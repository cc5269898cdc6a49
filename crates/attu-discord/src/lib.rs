//! Discord client for the Attu year keeper.
//!
//! Just enough of Discord for one bot in two guilds: a REST client that
//! implements [`attu_core::platform::ChatClient`] and answers interactions,
//! and a gateway client that delivers `READY`, `INTERACTION_CREATE` and
//! `MESSAGE_CREATE` events.
//!
//! # Modules
//!
//! - [`gateway`] -- WebSocket session with heartbeats and resume.
//! - [`model`] -- API payload types.
//! - [`rest`] -- [`DiscordRest`], the authenticated REST client.
//!
//! [`DiscordRest`]: rest::DiscordRest

pub mod gateway;
pub mod model;
pub mod rest;

pub use gateway::{DEFAULT_GATEWAY_URL, DEFAULT_INTENTS, Gateway, GatewayError, GatewayEvent};
pub use rest::{DEFAULT_API_BASE, DiscordRest};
● ● ● ●
**WHAT NEEDS TO BE DONE:**
All of the records should be repeated precisely as written.

**EXPECTED ANSWER:**
repository cc5269898cdc6a49
filename crates/attu-discord/src/lib.rs
//! Discord client for the Attu year keeper.
//!
//! Just enough of Discord for one bot in two guilds: a REST client that
//! implements [`attu_core::platform::ChatClient`] and answers interactions,
//! and a gateway client that delivers `READY`, `INTERACTION_CREATE` and
//! `MESSAGE_CREATE` events.
//!
//! # Modules
//!
//! - [`gateway`] -- WebSocket session with heartbeats and resume.
//! - [`model`] -- API payload types.
//! - [`rest`] -- [`DiscordRest`], the authenticated REST client.
//!
//! [`DiscordRest`]: rest::DiscordRest

pub mod gateway;
pub mod model;
pub mod rest;

pub use gateway::{DEFAULT_GATEWAY_URL, DEFAULT_INTENTS, Gateway, GatewayError, GatewayEvent};
pub use rest::{DEFAULT_API_BASE, DiscordRest};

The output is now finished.